Revue de Very Cold People par Sarah Manguso – une masterclass sur le malaise | Fiction

Opuis j’ai fini Des gens très froids, j’ai senti tout mon corps se desserrer. En train de lire ce conte de passage à l’âge adulte effrayant, j’ai semblé avoir piégé un nerf dans mon épaule – c’est si tendu. C’est un roman dans lequel il ne se passe pas grand-chose pendant environ 100 pages, mais de petits objets – poupées Barbie, écharpes Girl Scout, chewing-gum, vernis à ongles, une écharpe tricotée – prennent une grande importance, et les petites gentillesses semblent écrasantes. Lorsqu’une amie fait tomber des bonbons dans la main de la narratrice, Ruthie, elle dit : « Je n’arrivais pas à croire combien elle me donnait. Il suffit de me le donner, alors qu’elle aurait pu le manger elle-même. Tout acte de générosité semble trop beau pour être vrai.

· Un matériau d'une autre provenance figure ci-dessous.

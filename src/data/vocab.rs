// ============================================================
// Layer 4 — Token Ids
// ============================================================
// Fixed ids of the special tokens every tokenizer built by
// TokenizerStore starts with, plus the two conversions the
// pipeline needs on top of tokenizers::Tokenizer.
//
//   0 <pad>   padding beyond a sequence's length
//   1 <unk>   out-of-vocabulary word
//   2 <bos>   first token of every target sequence
//   3 <eos>   reserved end marker
//   4 <mask>  hidden position the generator must fill
//
// Reference: HuggingFace tokenizers (WordLevel model)

use anyhow::{anyhow, Result};
use tokenizers::Tokenizer;

pub const PAD_ID:  u32 = 0;
pub const UNK_ID:  u32 = 1;
pub const BOS_ID:  u32 = 2;
pub const MASK_ID: u32 = 4;

/// Special tokens in id order
pub const SPECIAL_TOKENS: [&str; 5] = ["<pad>", "<unk>", "<bos>", "<eos>", "<mask>"];

/// Token ids of already cleaned `text`
pub fn encode(tokenizer: &Tokenizer, text: &str) -> Result<Vec<u32>> {
    let encoding = tokenizer
        .encode(text, false)
        .map_err(|e| anyhow!("Cannot encode text: {e}"))?;
    Ok(encoding.get_ids().to_vec())
}

/// Space-joined words of `ids`; padding and <bos> are dropped,
/// <mask> and <unk> are kept so gaps stay visible.
pub fn decode(tokenizer: &Tokenizer, ids: &[u32]) -> Result<String> {
    let ids: Vec<u32> = ids
        .iter()
        .copied()
        .filter(|&id| !matches!(id, PAD_ID | BOS_ID))
        .collect();
    tokenizer
        .decode(&ids, false)
        .map_err(|e| anyhow!("Cannot decode ids {ids:?}: {e}"))
}
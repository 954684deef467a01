// ============================================================
// Layer 3 — Domain Layer
// ============================================================
// Plain Rust structs, enums and traits that name the concepts
// of adversarial masked-span training.
//
// Rules for this layer:
//   - NO Burn framework types allowed here
//   - NO file I/O or network calls
//   - Only plain Rust structs, enums, and traits
//
// Reference: Rust Book §5 (Structs), §10 (Traits)

// A loaded text document
pub mod document;

// Error taxonomy shared by the trainer and its collaborators
pub mod error;

// Named scalar observations and the fixed metric names
pub mod metric;

// Core abstractions (traits) that other layers implement
pub mod traits;
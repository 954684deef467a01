// ============================================================
// Layer 4 — Corpus Loader
// ============================================================
// Loads every .txt file in the corpus directory as one
// Document. Files are visited in sorted order so the same
// directory always yields the same corpus (and therefore the
// same vocabulary ids).
//
// Reference: Rust Book §9 (Error Handling)
//            Rust Book §12 (I/O and File Handling)

use anyhow::{Context, Result};
use std::{fs, path::Path};

use crate::domain::document::Document;
use crate::domain::traits::DocumentSource;

/// Loads all .txt files from a given directory.
pub struct TextLoader {
    dir: String,
}

impl TextLoader {
    pub fn new(dir: impl Into<String>) -> Self {
        Self { dir: dir.into() }
    }
}

impl DocumentSource for TextLoader {
    fn load_all(&self) -> Result<Vec<Document>> {
        let dir = Path::new(&self.dir);

        if !dir.exists() {
            tracing::warn!(
                "Corpus directory '{}' does not exist — returning empty corpus",
                self.dir
            );
            return Ok(Vec::new());
        }

        let mut paths = Vec::new();
        for entry in fs::read_dir(dir)
            .with_context(|| format!("Cannot read directory '{}'", self.dir))?
        {
            let path = entry?.path();
            if path.extension().and_then(|e| e.to_str()) == Some("txt") {
                paths.push(path);
            }
        }
        paths.sort();

        let mut docs = Vec::with_capacity(paths.len());
        for path in paths {
            match fs::read_to_string(&path) {
                Ok(text) => {
                    let source = path
                        .file_name()
                        .and_then(|n| n.to_str())
                        .unwrap_or("unknown")
                        .to_string();
                    tracing::debug!("Loaded: {} ({} chars)", source, text.len());
                    docs.push(Document::new(source, text));
                }
                // Not valid UTF-8 or unreadable: skip, keep the rest of the corpus
                Err(e) => tracing::warn!("Skipping '{}': {}", path.display(), e),
            }
        }

        tracing::info!("Successfully loaded {} documents", docs.len());
        Ok(docs)
    }
}
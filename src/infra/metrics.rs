// ============================================================
// Layer 6 — CSV Metric Sink
// ============================================================
// Appends every phase metric to a CSV file as it is emitted.
//
// Output file: <checkpoint_dir>/metrics.csv
//
// Example CSV output:
//   name,step,value
//   discriminator/real,0,0.693147
//   discriminator/fake,0,0.701220
//   discriminator,0,0.697184
//   generator/advantage,0,-0.012044
//   generator/reward/token,0,-34.551002
//   critic/loss,0,0.482113
//
// How to read the metrics:
//   - discriminator near ln 2 ≈ 0.693 → it cannot tell real
//     from generated any more
//   - generator/reward/token is a SUM over rollouts, so it
//     scales with num_rollouts
//   - critic/loss should fall as the baseline learns the reward
//
// A failed write never stops training: it is reported with
// tracing::warn! and the row is dropped.
//
// Reference: Rust Book §9 (Error Handling)
//            Rust Book §12 (I/O and File Handling)

use anyhow::Result;
use std::{
    collections::HashMap,
    fs::{self, OpenOptions},
    io::Write,
    path::{Path, PathBuf},
};

use crate::domain::traits::MetricSink;

pub struct CsvMetricSink {
    /// Full path to the CSV file
    csv_path: PathBuf,
    /// Most recent value per metric name, for console summaries
    latest:   HashMap<String, f64>,
}

impl CsvMetricSink {
    /// Writes the CSV header if the file doesn't exist yet, so
    /// resumed runs keep appending to the same log.
    pub fn new(dir: impl AsRef<Path>) -> Result<Self> {
        let dir = dir.as_ref();
        fs::create_dir_all(dir)?;

        let csv_path = dir.join("metrics.csv");
        if !csv_path.exists() {
            let mut f = fs::File::create(&csv_path)?;
            writeln!(f, "name,step,value")?;
            tracing::debug!("Created metrics CSV: '{}'", csv_path.display());
        }

        Ok(Self { csv_path, latest: HashMap::new() })
    }

    pub fn csv_path(&self) -> &PathBuf {
        &self.csv_path
    }

    /// Latest value logged under `name` by this sink
    pub fn last(&self, name: &str) -> Option<f64> {
        self.latest.get(name).copied()
    }

    fn append(&self, name: &str, step: usize, value: f64) -> std::io::Result<()> {
        let mut f = OpenOptions::new().append(true).open(&self.csv_path)?;
        writeln!(f, "{name},{step},{value:.6}")
    }
}

impl MetricSink for CsvMetricSink {
    fn log(&mut self, name: &str, step: usize, value: f64) {
        tracing::debug!(metric = name, step, value, "metric");
        self.latest.insert(name.to_string(), value);
        if let Err(e) = self.append(name, step, value) {
            tracing::warn!(
                "Dropping metric {} at step {}: cannot write '{}': {}",
                name, step, self.csv_path.display(), e
            );
        }
    }
}

// ─── Unit Tests ───────────────────────────────────────────────────────────────
#[cfg(test)]
mod tests {
    use super::*;

    #[test]
    fn test_rows_follow_header() {
        let dir      = tempfile::tempdir().unwrap();
        let mut sink = CsvMetricSink::new(dir.path()).unwrap();

        sink.log("discriminator", 0, 0.5);
        sink.log("critic/loss", 3, 1.25);

        let csv = fs::read_to_string(sink.csv_path()).unwrap();
        assert_eq!(csv, "name,step,value\ndiscriminator,0,0.500000\ncritic/loss,3,1.250000\n");
        assert_eq!(sink.last("critic/loss"), Some(1.25));
    }

    #[test]
    fn test_reopening_keeps_existing_rows() {
        let dir = tempfile::tempdir().unwrap();
        CsvMetricSink::new(dir.path()).unwrap().log("discriminator", 0, 1.0);
        CsvMetricSink::new(dir.path()).unwrap().log("discriminator", 1, 2.0);

        let csv = fs::read_to_string(dir.path().join("metrics.csv")).unwrap();
        assert_eq!(csv.lines().count(), 3);
    }

    #[test]
    fn test_write_failure_does_not_panic() {
        let dir      = tempfile::tempdir().unwrap();
        let mut sink = CsvMetricSink::new(dir.path()).unwrap();
        fs::remove_file(sink.csv_path()).unwrap();
        fs::create_dir(sink.csv_path()).unwrap();

        sink.log("discriminator", 0, 1.0);
    }
}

L’auteur de ce conte effrayant est un premier romancier Sarah Mangouso, 48 ans, qui a essayé pendant 20 ans de capturer la culture de la ville glaciale et entièrement blanche du Massachusetts de son enfance des années 1980 dans la non-fiction, avant d’arriver finalement à la forme elliptique de rechange qu’elle utilise ici. Autrefois la maison des familles les plus riches de la Nouvelle-Angleterre, la ville fictive de Waitsfield s’est vidée au fil des ans et pourtant ses habitants, avec leurs ancêtres Mayflower, sont toujours obsédés par la classe sociale. C’est un lieu de « pauvreté émotionnelle », a déclaré Manguso dans une interview – un lieu où « dans toutes ses froideurs et ses silences, [it] est idéalement mis en place pour protéger les agresseurs ».

Bien que l’abus ne soit pas explicitement indiqué avant les derniers chapitres, le roman est plein de pressentiments dès la première page. « Mes parents étaient des menteurs », dit Ruthie dans le premier paragraphe, apparemment parce qu’ils ont essayé de cacher leur héritage juif et italien à leurs voisins. Pourtant, nous savons, d’après la colère étroitement enroulée de ces premières phrases, qu’il doit y avoir plus que cela. Il se déroule comme une version beaucoup plus sombre de Roald Dahl Mathilde – seulement dit à une vitesse glaciale, sans que Miss Honey ne vienne à la rescousse.

Le père de Ruthie est un comptable à court d’argent et sa mère est une femme au foyer déprimée. Pendant une grande partie de son enfance, la famille est au bord de la pauvreté, dépendante des voyages à la décharge pour les fournitures scolaires. Mais sa mère narcissique a la folie des grandeurs. Après avoir ramené un catalogue de montres-bracelets abandonnées, elle le repasse et le pose juste de travers sur la table basse « comme si quelqu’un l’avait lu et l’avait posé négligemment ».

Ruthie, une enfant unique, répertorie soigneusement (sans pitié, pourrait-on dire) tout ce qu’elle voit et entend, du corps grumeleux de sa mère dans sa chemise de nuit brillante aux dîners gênants chez ses amis d’école plus riches. Mais elle ne comprend pas nécessairement ce dont elle est témoin.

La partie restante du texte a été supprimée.